What needs to be done:
Match the word "escape". Return each line of the data below where it appears.
*** Data ***
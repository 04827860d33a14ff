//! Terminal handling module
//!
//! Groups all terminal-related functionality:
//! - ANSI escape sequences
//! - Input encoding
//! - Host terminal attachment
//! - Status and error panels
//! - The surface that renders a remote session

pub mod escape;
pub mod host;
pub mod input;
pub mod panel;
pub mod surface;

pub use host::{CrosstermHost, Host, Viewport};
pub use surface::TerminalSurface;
***
Answer for the task:
//! - ANSI escape sequences
pub mod escape;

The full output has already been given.